# Main run script

This script contains the main procedure to calculate global root zone storage capacities. 

### 1. Getting started
First, import all the required packages.

In [1]:
# import packages
import glob
from pathlib import Path
import os
import numpy as np
from datetime import datetime
from datetime import timedelta
import pandas as pd
import calendar

Here we import all the python functions defined in the scripts *f_catch_characteristics.py* and *f_preprocess_discharge.py*.

In [2]:
# import python functions
from f_catch_characteristics import *
from f_preprocess_discharge import *
from f_sr_calculation import *

### 2. Define working directory
Here we define the working directory, where all the scripts and data are saved. Make sure that you generate within this working directory the following subdirectories with the data:\
/work_dir/data/forcing/*netcdf forcing files*\
/work_dir/data/shapes/*catchment shapefiles*\
/work_dir/data/gsim_discharge/*gsim discharge timeseries*


In [3]:
# define your working directory
work_dir=Path("/work/users/vanoorschot/fransje/scripts/GLOBAL_SR/global_sr_module")

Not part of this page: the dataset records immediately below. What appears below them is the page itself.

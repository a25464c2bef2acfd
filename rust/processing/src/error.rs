// This Source Code Form is subject to the terms of the Mozilla Public
// License, v. 2.0. If a copy of the MPL was not distributed with this
// file, You can obtain one at https://mozilla.org/MPL/2.0/.

//! Pipeline errors and their classification.

use thiserror::Error;

/// Result type for pipeline operations
pub type Result<T> = std::result::Result<T, Error>;

/// Coarse failure classes reported to callers
#[derive(Debug, Clone, Copy, PartialEq, Eq)]
pub enum ErrorKind {
    /// Input bytes could not be read as the declared format
    UnreadableInput,
    /// A cross-reference points at an id that does not exist
    DanglingReference,
    /// Transform data is malformed
    InvalidTransform,
    /// The produced entity tree violates an invariant
    InvalidModel,
    /// An external converter or service failed or is not configured
    ExternalTool,
}

/// Errors that abort a conversion
#[derive(Error, Debug)]
pub enum Error {
    #[error("COLLADA conversion failed")]
    Collada(#[from] c3ml_collada::Error),

    #[error("KML conversion failed")]
    Kml(#[from] c3ml_kml::Error),

    #[error("Invalid entity tree")]
    Model(#[from] c3ml_core::Error),

    #[error("Geometry kernel error")]
    Geometry(#[from] c3ml_geometry::Error),

    #[error("Unreadable input: {0}")]
    UnreadableInput(String),

    #[error("Unsupported format: {0}")]
    UnsupportedFormat(String),

    #[error("Invalid KMZ archive")]
    Archive(#[from] zip::result::ZipError),

    #[error("Invalid JSON")]
    Json(#[from] serde_json::Error),

    #[error("I/O error")]
    Io(#[from] std::io::Error),

    #[error("No {0} is configured")]
    MissingCollaborator(&'static str),

    #[error("External tool '{tool}' failed")]
    ExternalTool {
        tool: String,
        #[source]
        source: Box<dyn std::error::Error + Send + Sync + 'static>,
    },
}

impl Error {
    pub fn unreadable(msg: impl Into<String>) -> Self {
        Error::UnreadableInput(msg.into())
    }

    pub fn external(
        tool: impl Into<String>,
        source: impl Into<Box<dyn std::error::Error + Send + Sync + 'static>>,
    ) -> Self {
        Error::ExternalTool {
            tool: tool.into(),
            source: source.into(),
        }
    }

    /// Classify the failure
    pub fn kind(&self) -> ErrorKind {
        use c3ml_collada::Error as Collada;
        use c3ml_kml::Error as Kml;

        match self {
            Error::Collada(e) => match e {
                Collada::UnreadableInput(_) | Collada::Xml(_) => ErrorKind::UnreadableInput,
                Collada::DanglingReference { .. } => ErrorKind::DanglingReference,
                Collada::CyclicInstance(_) | Collada::Model(_) => ErrorKind::InvalidModel,
                Collada::Geometry(g) => geometry_kind(g),
            },
            Error::Kml(e) => match e {
                Kml::UnreadableInput(_) | Kml::Xml(_) => ErrorKind::UnreadableInput,
                Kml::Model(_) => ErrorKind::InvalidModel,
            },
            Error::Model(_) => ErrorKind::InvalidModel,
            Error::Geometry(g) => geometry_kind(g),
            Error::UnreadableInput(_)
            | Error::UnsupportedFormat(_)
            | Error::Archive(_)
            | Error::Json(_)
            | Error::Io(_) => ErrorKind::UnreadableInput,
            Error::MissingCollaborator(_) | Error::ExternalTool { .. } => ErrorKind::ExternalTool,
        }
    }
}

fn geometry_kind(error: &c3ml_geometry::Error) -> ErrorKind {
    match error {
        c3ml_geometry::Error::InvalidTransform(_) => ErrorKind::InvalidTransform,
        c3ml_geometry::Error::InvalidMesh(_) => ErrorKind::UnreadableInput,
    }
}

#[cfg(test)]
mod tests {
    use super::*;
    use std::error::Error as _;

    #[test]
    fn test_kinds() {
        let dangling: Error = c3ml_collada::Error::dangling(c3ml_collada::ReferenceKind::Geometry, "g").into();
        assert_eq!(dangling.kind(), ErrorKind::DanglingReference);

        let transform: Error = c3ml_collada::Error::Geometry(c3ml_geometry::Error::transform("bad")).into();
        assert_eq!(transform.kind(), ErrorKind::InvalidTransform);

        let kml: Error = c3ml_kml::Error::unreadable("x").into();
        assert_eq!(kml.kind(), ErrorKind::UnreadableInput);

        assert_eq!(Error::MissingCollaborator("IFC geometry service").kind(), ErrorKind::ExternalTool);
    }

    #[test]
    fn test_source_chain() {
        let err: Error = c3ml_collada::Error::dangling(c3ml_collada::ReferenceKind::Material, "m").into();
        let source = err.source().unwrap();
        assert_eq!(source.to_string(), "Dangling material reference: #m");

        let err = Error::external("ogr2ogr", "exit status 1");
        assert_eq!(err.kind(), ErrorKind::ExternalTool);
        assert_eq!(err.source().unwrap().to_string(), "exit status 1");
    }
}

Here we create the output directory inside your working directory. In the remainder of this module, the same command will be used regularly to create directories.

In [4]:
# make output directory
if not os.path.exists(f'{work_dir}/output'):
    os.makedirs(f'{work_dir}/output')

### 3. Make lists of catchment IDs
The module calculates catchment root zone storage capacities for a large sample of catchments. Here we save the catchment names in a .txt file, for later use in the scripts.

In [5]:
# list the filenames of catchment shapefiles
shape_dir = Path(f'{work_dir}/data/shapes/')
shapefiles = glob.glob(f"{shape_dir}/*shp")

# make an empty list
catch_id_list = []

# loop over the catchment shapefiles, extract the catchment id and store in the empty list
for i in shapefiles:
    catch_id_list.append(Path(i).name.split('.')[0])
    
# save the catchment id list in your output directory
np.savetxt(f'{work_dir}/output/catch_id_list.txt',catch_id_list,fmt='%s')

### 4. Preprocess GSIM discharge data

The GSIM yearly discharge timeseries are stored in *.year* files. A detailed explanation of the column names is provided in Table 3 and 4 in https://essd.copernicus.org/articles/10/787/2018/. Here we preprocess these data into readable *.csv* files for each catchment. The preprocessing function *preprocess_gsim_discharge* is defined in the file *f_preprocess_discharge.py*. With this function we generate for each catchment a file with the yearly discharge timeseries and a file with the specifications of the catchment.

In [6]:
# make output directories
if not os.path.exists(f'{work_dir}/output/discharge/timeseries'):
    os.makedirs(f'{work_dir}/output/discharge/timeseries')
    
if not os.path.exists(f'{work_dir}/output/discharge/characteristics'):
    os.makedirs(f'{work_dir}/output/discharge/characteristics')

In [7]:
# define folder with discharge timeseries data
fol_in = f'{work_dir}/data/gsim_discharge/'

# define output folder
fol_out = f'{work_dir}/output/discharge/'

# run preprocess_gsim_discharge function (defined in f_preprocess_discharge.py) for all catchments in catch_id_list
for catch_id in catch_id_list:
    preprocess_gsim_discharge(catch_id, fol_in, fol_out)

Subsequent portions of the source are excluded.